This year’s AS-Level results include the first set of decoupled subjects, which won’t count towards English students’ final A-Level grades next year.

Declines in UK entry numbers in the decoupled subjects range from 11% (business studies) to 33% (art and design).

Why not enter for AS-Level?

Examination fees cost money, and schools’ post-16 budgets are already stretched from funding reforms which have brought greater parity with the FE sector. (In time we may discover that smaller institutions were less likely to enter students.)

In addition, teachers may feel that AS-Levels aren’t a necessary preparation for the A-Level, and that preparation for Year 12 exams intrudes on teaching time.
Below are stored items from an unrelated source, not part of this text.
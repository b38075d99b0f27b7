//! Parameter validation.
//!
//! Turns the raw argument map of a call into a [`ValidatedArgs`] set: every
//! value has its declared type, defaults are filled in, and constraints hold.

use std::collections::BTreeMap;

use serde_json::{Map, Value};
use tracing::debug;

use super::error::ValidationError;
use crate::domains::catalog::{NumericCheck, ParamSpec, ParamType, ToolDefinition};

/// A type-checked argument value.
#[derive(Debug, Clone, PartialEq)]
pub enum ArgValue {
    String(String),
    Integer(i64),
    Float(f64),
    Boolean(bool),
    List(Vec<Value>),
    Object(Map<String, Value>),
}

impl ArgValue {
    pub fn to_json(&self) -> Value {
        match self {
            Self::String(s) => Value::from(s.as_str()),
            Self::Integer(n) => Value::from(*n),
            Self::Float(f) => Value::from(*f),
            Self::Boolean(b) => Value::from(*b),
            Self::List(items) => Value::Array(items.clone()),
            Self::Object(map) => Value::Object(map.clone()),
        }
    }
}

/// Arguments of one invocation after validation.
///
/// Parameters that were neither supplied nor defaulted are absent, never null.
#[derive(Debug, Clone, Default, PartialEq)]
pub struct ValidatedArgs(BTreeMap<String, ArgValue>);

impl ValidatedArgs {
    pub fn get(&self, name: &str) -> Option<&ArgValue> {
        self.0.get(name)
    }

    pub fn contains(&self, name: &str) -> bool {
        self.0.contains_key(name)
    }

    pub fn str(&self, name: &str) -> Option<&str> {
        match self.0.get(name) {
            Some(ArgValue::String(s)) => Some(s),
            _ => None,
        }
    }

    pub fn integer(&self, name: &str) -> Option<i64> {
        match self.0.get(name) {
            Some(ArgValue::Integer(n)) => Some(*n),
            _ => None,
        }
    }

    pub fn list(&self, name: &str) -> Option<&[Value]> {
        match self.0.get(name) {
            Some(ArgValue::List(items)) => Some(items),
            _ => None,
        }
    }

    pub fn len(&self) -> usize {
        self.0.len()
    }

    pub fn is_empty(&self) -> bool {
        self.0.is_empty()
    }

    pub fn to_json(&self) -> Value {
        Value::Object(
            self.0
                .iter()
                .map(|(k, v)| (k.clone(), v.to_json()))
                .collect(),
        )
    }
}

/// Validate raw call arguments against a tool definition.
///
/// Unknown names are rejected before anything else. A null value counts as
/// absent. Values above a numeric maximum are clamped to it; values below a
/// minimum are rejected.
pub fn validate(
    tool: &ToolDefinition,
    raw: &Map<String, Value>,
) -> Result<ValidatedArgs, ValidationError> {
    if let Some(unknown) = raw.keys().find(|k| !tool.parameters.contains_key(*k)) {
        return Err(ValidationError::unknown_parameter(unknown));
    }

    let mut args = BTreeMap::new();
    for (name, spec) in &tool.parameters {
        let supplied = raw.get(name).filter(|v| !v.is_null());
        let value = match (supplied, &spec.default) {
            (Some(value), _) => coerce(spec, value)?,
            (None, Some(default)) => coerce(spec, default)?,
            (None, None) if spec.required => return Err(ValidationError::missing_required(name)),
            (None, None) => continue,
        };
        args.insert(name.clone(), check_constraint(spec, value)?);
    }
    Ok(ValidatedArgs(args))
}

fn coerce(spec: &ParamSpec, value: &Value) -> Result<ArgValue, ValidationError> {
    let coerced = match spec.param_type {
        ParamType::String => value.as_str().map(|s| ArgValue::String(s.to_string())),
        ParamType::Integer => coerce_integer(value).map(ArgValue::Integer),
        ParamType::Float => coerce_float(value).map(ArgValue::Float),
        ParamType::Boolean => match value {
            Value::Bool(b) => Some(ArgValue::Boolean(*b)),
            Value::String(s) if s.eq_ignore_ascii_case("true") => Some(ArgValue::Boolean(true)),
            Value::String(s) if s.eq_ignore_ascii_case("false") => Some(ArgValue::Boolean(false)),
            _ => None,
        },
        ParamType::List => match decode_embedded(value) {
            Value::Array(items) => Some(ArgValue::List(items)),
            _ => None,
        },
        ParamType::Object => match decode_embedded(value) {
            Value::Object(map) => Some(ArgValue::Object(map)),
            _ => None,
        },
    };

    coerced.ok_or_else(|| {
        ValidationError::type_mismatch(
            &spec.name,
            format!("expected {}, got {}", spec.param_type, describe(value)),
        )
    })
}

fn coerce_integer(value: &Value) -> Option<i64> {
    match value {
        Value::Number(n) => n
            .as_i64()
            .or_else(|| n.as_u64().map(|_| i64::MAX))
            .or_else(|| n.as_f64().and_then(integral)),
        Value::String(s) => {
            let s = s.trim();
            s.parse::<i64>()
                .ok()
                .or_else(|| s.parse::<u64>().ok().map(|_| i64::MAX))
                .or_else(|| s.parse::<f64>().ok().and_then(integral))
        }
        _ => None,
    }
}

/// Whole floats saturate into the i64 range so out-of-range limits clamp later.
fn integral(f: f64) -> Option<i64> {
    if f.is_finite() && f.fract() == 0.0 {
        Some(f.clamp(i64::MIN as f64, i64::MAX as f64) as i64)
    } else {
        None
    }
}

fn coerce_float(value: &Value) -> Option<f64> {
    match value {
        Value::Number(n) => n.as_f64(),
        Value::String(s) => s.trim().parse::<f64>().ok().filter(|f| f.is_finite()),
        _ => None,
    }
}

/// A list or object may arrive JSON-encoded in a string.
fn decode_embedded(value: &Value) -> Value {
    match value {
        Value::String(s) => serde_json::from_str(s).unwrap_or(Value::Null),
        other => other.clone(),
    }
}

fn describe(value: &Value) -> &'static str {
    match value {
        Value::Null => "null",
        Value::Bool(_) => "boolean",
        Value::Number(n) if n.is_f64() => "float",
        Value::Number(_) => "integer",
        Value::String(_) => "string",
        Value::Array(_) => "list",
        Value::Object(_) => "object",
    }
}

fn check_constraint(spec: &ParamSpec, value: ArgValue) -> Result<ArgValue, ValidationError> {
    let constraint = &spec.constraint;
    if constraint.is_empty() {
        return Ok(value);
    }

    let violation = |detail: String| {
        ValidationError::constraint_violation(&spec.name, constraint.to_string(), detail)
    };

    match value {
        ArgValue::Integer(n) => match constraint.check_number(n as f64) {
            NumericCheck::Within => Ok(ArgValue::Integer(n)),
            NumericCheck::AboveMax(max) => {
                debug!("Clamping '{}' from {} to {}", spec.name, n, max);
                Ok(ArgValue::Integer(max.floor() as i64))
            }
            NumericCheck::BelowMin(min) => Err(violation(format!("{} is below minimum {}", n, min))),
        },
        ArgValue::Float(f) => match constraint.check_number(f) {
            NumericCheck::Within => Ok(ArgValue::Float(f)),
            NumericCheck::AboveMax(max) => {
                debug!("Clamping '{}' from {} to {}", spec.name, f, max);
                Ok(ArgValue::Float(max))
            }
            NumericCheck::BelowMin(min) => Err(violation(format!("{} is below minimum {}", f, min))),
        },
        ArgValue::String(s) => {
            constraint.check_length(s.chars().count()).map_err(violation)?;
            Ok(ArgValue::String(s))
        }
        ArgValue::List(items) => {
            constraint.check_length(items.len()).map_err(violation)?;
            Ok(ArgValue::List(items))
        }
        other => Ok(other),
    }
}

#[cfg(test)]
mod tests {
    use super::*;
    use crate::domains::catalog::{ToolSchema, fixtures};
    use crate::domains::tools::ValidationErrorKind;
    use serde_json::json;

    fn args(value: Value) -> Map<String, Value> {
        value.as_object().cloned().unwrap()
    }

    fn vector_tool() -> ToolDefinition {
        fixtures::sample_schema().get("vector_search").unwrap().clone()
    }

    #[test]
    fn test_defaults_fill_absent_parameters() {
        let validated = validate(&vector_tool(), &args(json!({"query_text": "cozy apartment"}))).unwrap();

        assert_eq!(validated.str("query_text"), Some("cozy apartment"));
        assert_eq!(validated.integer("limit"), Some(10));
        assert_eq!(validated.integer("num_candidates"), Some(100));
        assert!(!validated.contains("filters"));
    }

    #[test]
    fn test_limit_above_maximum_is_clamped() {
        let validated = validate(
            &vector_tool(),
            &args(json!({"query_text": "cozy apartment", "limit": 1000})),
        )
        .unwrap();
        assert_eq!(validated.integer("limit"), Some(50));
    }

    #[test]
    fn test_huge_limits_saturate_then_clamp() {
        for limit in [json!(10000000000000000000u64), json!(1e16), json!("99999999999999999999")] {
            let validated = validate(&vector_tool(), &args(json!({"query_text": "x", "limit": limit}))).unwrap();
            assert_eq!(validated.integer("limit"), Some(50));
        }

        let err = validate(&vector_tool(), &args(json!({"query_text": "x", "limit": -1e19}))).unwrap_err();
        assert_eq!(err.kind, ValidationErrorKind::ConstraintViolation);
    }

    #[test]
    fn test_limit_below_minimum_is_rejected() {
        let err = validate(&vector_tool(), &args(json!({"query_text": "x", "limit": 0}))).unwrap_err();
        assert_eq!(err.kind, ValidationErrorKind::ConstraintViolation);
        assert_eq!(err.param, "limit");
        assert_eq!(err.constraint.as_deref(), Some("1 <= value <= 50"));
    }

    #[test]
    fn test_missing_required() {
        let err = validate(&vector_tool(), &args(json!({"limit": 5}))).unwrap_err();
        assert_eq!(err.kind, ValidationErrorKind::MissingRequired);
        assert_eq!(err.param, "query_text");
    }

    #[test]
    fn test_null_counts_as_absent() {
        let err = validate(&vector_tool(), &args(json!({"query_text": null}))).unwrap_err();
        assert_eq!(err.kind, ValidationErrorKind::MissingRequired);

        let validated = validate(&vector_tool(), &args(json!({"query_text": "x", "limit": null}))).unwrap();
        assert_eq!(validated.integer("limit"), Some(10));
    }

    #[test]
    fn test_unknown_parameter_is_rejected() {
        let err = validate(&vector_tool(), &args(json!({"query_text": "x", "lmit": 5}))).unwrap_err();
        assert_eq!(err.kind, ValidationErrorKind::UnknownParameter);
        assert_eq!(err.param, "lmit");
    }

    #[test]
    fn test_type_mismatch() {
        let err = validate(&vector_tool(), &args(json!({"query_text": "x", "limit": "many"}))).unwrap_err();
        assert_eq!(err.kind, ValidationErrorKind::TypeMismatch);
        assert_eq!(err.param, "limit");

        let err = validate(&vector_tool(), &args(json!({"query_text": 42}))).unwrap_err();
        assert_eq!(err.kind, ValidationErrorKind::TypeMismatch);

        let err = validate(&vector_tool(), &args(json!({"query_text": "x", "limit": 2.5}))).unwrap_err();
        assert_eq!(err.kind, ValidationErrorKind::TypeMismatch);
    }

    #[test]
    fn test_lenient_coercion() {
        let validated = validate(
            &vector_tool(),
            &args(json!({
                "query_text": "x",
                "limit": "20",
                "num_candidates": 200.0,
                "filters": "[[\"address.market\", \"Porto\"]]"
            })),
        )
        .unwrap();

        assert_eq!(validated.integer("limit"), Some(20));
        assert_eq!(validated.integer("num_candidates"), Some(200));
        assert_eq!(validated.list("filters").unwrap(), &[json!(["address.market", "Porto"])]);
    }

    #[test]
    fn test_length_constraint() {
        let err = validate(&vector_tool(), &args(json!({"query_text": ""}))).unwrap_err();
        assert_eq!(err.kind, ValidationErrorKind::ConstraintViolation);
        assert_eq!(err.param, "query_text");
    }

    #[test]
    fn test_scalar_types() {
        let schema = ToolSchema::from_document(json!({
            "name": "types",
            "module_info": {"database": "d", "collection": "c"},
            "tools": {"lookup": {
                "description": "lookup",
                "kind": "aggregate",
                "parameters": {
                    "pipeline": {"type": "list"},
                    "ratio": {"type": "float", "constraints": "0 <= value <= 1"},
                    "verbose": {"type": "boolean"},
                    "options": {"type": "object"}
                }
            }}
        }))
        .unwrap();
        let tool = schema.get("lookup").unwrap();

        let validated = validate(
            tool,
            &args(json!({"ratio": "1.5", "verbose": "TRUE", "options": "{\"a\": 1}"})),
        )
        .unwrap();
        assert_eq!(validated.get("ratio"), Some(&ArgValue::Float(1.0)));
        assert_eq!(validated.get("verbose"), Some(&ArgValue::Boolean(true)));
        assert_eq!(
            validated.get("options").map(ArgValue::to_json),
            Some(json!({"a": 1}))
        );

        let err = validate(tool, &args(json!({"verbose": "yes"}))).unwrap_err();
        assert_eq!(err.kind, ValidationErrorKind::TypeMismatch);
    }

    #[test]
    fn test_validation_is_idempotent() {
        let tool = vector_tool();
        let raw = args(json!({"query_text": "cozy", "limit": 75, "filters": [["beds", 2]]}));

        let first = validate(&tool, &raw).unwrap();
        let second = validate(&tool, &raw).unwrap();
        assert_eq!(first, second);
    }
}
But clearly many schools and colleges have still considered AS-Levels in the decoupled subjects to have value, for now at least. Students can use AS-Level results to support UCAS applications, and inform their decisions about which subjects to continue into Year 13.

Entry numbers declined in some decoupled subjects more than others

The subjects with smaller falls in entry rates are sociology, economics and business studies. These are all subjects which were increasing in popularity anyway. In their briefing this morning the Joint Council for Qualifications (JCQ) noted that students will usually have not taken a GCSE in those subjects. So is it the judgement of the school that students need an AS as a guide to how well suited they are to these subjects?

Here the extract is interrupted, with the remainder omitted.